Now, to be clear, I do get the ache occasionally. I have moments when I walk into a room full of couples and feel unsteady. I take photos and video of brides and grooms on their wedding day and wonder if I’ll ever pick out a white dress of my own. I remember clearly walking into my apartment when I was living in New York City one summer with arms full of groceries, setting them down and quietly saying, “God, I hope this isn’t it.”

I write these moments down when I can to remember them. To document this ache because it is real and honest and true. I wrestle with the fact that I’m walking into new seasons of being an author and there’s no one to share that with. If I met my husband tomorrow, he’d never know me pre-book writing. Every new season that I walk out alone is one that I don’t have a ring on my finger and that hurts sometimes.

However.

I have this sneaking suspicion that we’re an all-or-nothing crowd when it comes to how we approach relationships. If we express that we feel confident in singleness, people say, “Good for you!” but if we admit that some days are hard, there’s a sense that we need immediate cheering up toward the assurance that we WILL get married.

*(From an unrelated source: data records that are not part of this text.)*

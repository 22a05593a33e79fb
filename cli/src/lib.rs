//! stackctl CLI library: exposes modules for integration testing.

#![cfg_attr(test, allow(clippy::expect_used))]

pub mod app;
pub mod application;
pub mod cli;
pub mod commands;
pub mod domain;
pub mod infra;
pub mod output;
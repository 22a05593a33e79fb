//! `stackctl up`: start the rendered stack detached.

use std::process::ExitCode;

use anyhow::Result;

use crate::app::AppContext;
use crate::application::services::compose;
use crate::commands::require_rendered;

/// Run `stackctl up`.
///
/// # Errors
///
/// Returns an error if nothing has been rendered or `compose up` fails.
pub async fn run(app: &AppContext) -> Result<ExitCode> {
    let manifest = app.manifest()?;
    require_rendered(&manifest)?;
    compose::up(&app.runner, &manifest, &app.reporter()).await?;
    app.renderer().render_action("up", &manifest.project)?;
    Ok(ExitCode::SUCCESS)
}
//! Readiness waiting after `compose up`.
//!
//! Imports only from `crate::domain` and `crate::application::ports`.

use std::time::Duration;

use anyhow::Result;

use crate::application::ports::{CommandRunner, ProgressReporter};
use crate::application::services::compose::ps;
use crate::domain::error::DeployError;
use crate::domain::health::HealthReport;
use crate::domain::manifest::{HealthConfig, Manifest};

/// Polling schedule for [`wait_healthy`].
#[derive(Debug, Clone, Copy)]
pub struct WaitOptions {
    pub attempts: u32,
    pub interval: Duration,
}

impl From<&HealthConfig> for WaitOptions {
    fn from(config: &HealthConfig) -> Self {
        Self {
            attempts: config.attempts.max(1),
            interval: Duration::from_secs(config.interval_secs),
        }
    }
}

/// Poll `compose ps` until every service is ready.
///
/// A container that has stopped fails immediately. A failing `ps` call is
/// treated like a not-yet-ready stack and retried; if it never succeeds, its
/// last error is returned under the timeout.
///
/// # Errors
///
/// - [`DeployError::Unhealthy`] if a container exits, or still reports an
///   unhealthy healthcheck when attempts run out.
/// - [`DeployError::HealthTimeout`] if services are still starting when
///   attempts run out.
pub async fn wait_healthy(
    runner: &impl CommandRunner,
    manifest: &Manifest,
    opts: WaitOptions,
    reporter: &impl ProgressReporter,
) -> Result<HealthReport> {
    reporter.step("waiting for services to become healthy...");
    let mut last: Option<HealthReport> = None;
    let mut last_error: Option<anyhow::Error> = None;

    for attempt in 1..=opts.attempts {
        match ps(runner, manifest).await {
            Ok(rows) => {
                let report = HealthReport::from_containers(&rows);
                if report.all_ready() {
                    reporter.success("all services healthy");
                    return Ok(report);
                }
                if let Some((service, reason)) = report.first_exited() {
                    return Err(DeployError::Unhealthy {
                        service: service.to_string(),
                        reason: reason.to_string(),
                    }
                    .into());
                }
                tracing::debug!(attempt, pending = %report.pending_names(), "services not ready");
                last = Some(report);
            }
            Err(e) => {
                tracing::debug!(attempt, error = %format!("{e:#}"), "compose ps failed");
                last_error = Some(e);
            }
        }

        if attempt < opts.attempts {
            tokio::time::sleep(opts.interval).await;
        }
    }

    let Some(report) = last else {
        let timeout = DeployError::HealthTimeout {
            attempts: opts.attempts,
            pending: "database, cache, server".to_string(),
        };
        return Err(match last_error {
            Some(cause) => cause.context(timeout),
            None => timeout.into(),
        });
    };
    if let Some((service, reason)) = report.first_unhealthy() {
        return Err(DeployError::Unhealthy {
            service: service.to_string(),
            reason: reason.to_string(),
        }
        .into());
    }
    Err(DeployError::HealthTimeout {
        attempts: opts.attempts,
        pending: report.pending_names(),
    }
    .into())
}
//! Shared test helpers: output constructors and manifest fixtures.

#![allow(dead_code)]

use std::path::Path;
use std::process::{ExitStatus, Output};

use stackctl_cli::domain::manifest::{Manifest, validate_manifest};

// ── Cross-platform ExitStatus construction ───────────────────────────────────

/// Build an `ExitStatus` from a logical exit code (0 = success, non-zero = failure).
///
/// On Unix the raw wait-status encodes the exit code in bits 8–15, so we shift.
/// On Windows `ExitStatusExt::from_raw` takes the exit code directly.
#[cfg(unix)]
pub fn exit_status(code: i32) -> ExitStatus {
    use std::os::unix::process::ExitStatusExt;
    ExitStatus::from_raw(code << 8)
}

#[cfg(windows)]
pub fn exit_status(code: i32) -> ExitStatus {
    use std::os::windows::process::ExitStatusExt;
    #[allow(clippy::cast_sign_loss)]
    ExitStatus::from_raw(code as u32)
}

// ── Output constructors ──────────────────────────────────────────────────────

pub fn ok_output(stdout: &[u8]) -> Output {
    Output {
        status: exit_status(0),
        stdout: stdout.to_vec(),
        stderr: Vec::new(),
    }
}

pub fn err_output(code: i32, stderr: &[u8]) -> Output {
    Output {
        status: exit_status(code),
        stdout: Vec::new(),
        stderr: stderr.to_vec(),
    }
}

// ── `compose ps` fixtures ────────────────────────────────────────────────────

/// NDJSON `ps` output with every service running and healthy.
pub const PS_ALL_HEALTHY: &[u8] = br#"{"Service":"database","State":"running","Health":"healthy","Status":"Up 10 seconds (healthy)"}
{"Service":"cache","State":"running","Health":"healthy","Status":"Up 10 seconds (healthy)"}
{"Service":"server","State":"running","Health":"","Status":"Up 5 seconds"}
"#;

/// JSON-array `ps` output with the server still starting.
pub const PS_SERVER_STARTING: &[u8] = br#"[
  {"Service":"database","State":"running","Health":"healthy"},
  {"Service":"cache","State":"running","Health":"healthy"},
  {"Service":"server","State":"running","Health":"starting"}
]"#;

/// NDJSON `ps` output with the database container gone.
pub const PS_DATABASE_EXITED: &[u8] = br#"{"Service":"database","State":"exited","Health":"","Status":"Exited (1) 2 seconds ago"}
{"Service":"cache","State":"running","Health":"healthy"}
"#;

// ── Manifest fixtures ────────────────────────────────────────────────────────

pub const MANIFEST_YAML: &str = r#"
project: acme
output_dir: /srv/acme
secrets:
  provider: env
  bundles:
    - name: acme/app
  entries:
    - name: acme/db-password
      key: POSTGRES_PASSWORD
services:
  server:
    image: ghcr.io/acme/server:1.4.2
    ports: ["8080:8080"]
    healthcheck:
      test: ["CMD", "curl", "-fsS", "http://localhost:8080/health"]
  database:
    image: postgres:16
    user: acme
    name: acme
  cache:
    image: redis:7
env:
  APP_URL: https://acme.example.com
  API_TOKEN: "${secret:API_TOKEN}"
  LOG_LEVEL: info
health:
  attempts: 3
  interval_secs: 1
"#;

/// Parse and validate the standard test manifest.
pub fn manifest() -> Manifest {
    manifest_from(MANIFEST_YAML)
}

pub fn manifest_from(yaml: &str) -> Manifest {
    let manifest: Manifest = serde_yaml::from_str(yaml).expect("fixture manifest parses");
    validate_manifest(&manifest).expect("fixture manifest is valid");
    manifest
}

/// Same manifest, rendering into `dir`.
pub fn manifest_in(dir: &Path) -> Manifest {
    let mut m = manifest();
    m.output_dir = dir.to_path_buf();
    m
}
//! Application layer: port trait definitions and use-case orchestration.
//!
//! This module depends only on `crate::domain`, never on `crate::infra`,
//! `crate::commands`, or `crate::output`.

pub mod ports;
pub mod services;

pub use ports::{ArtifactWriter, CommandRunner, DeploymentStore, ProgressReporter, SecretStore};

“Singleness is really hard.” we say

“You will meet the right one, and here are 15 reasons you’re marriage material.”

But this is the thing: if one day everything culminates in the Marriage Supper of the Lamb, and we are all participants in that as the Bride of Christ, we are all Marriage material (with a capital M.) And we’re meant to be that–deep in our souls–made to be that all the way through, regardless of our relationship status in this life.

You married? Great—you’re Marriage material.
You single? Cool—you’re Marriage material.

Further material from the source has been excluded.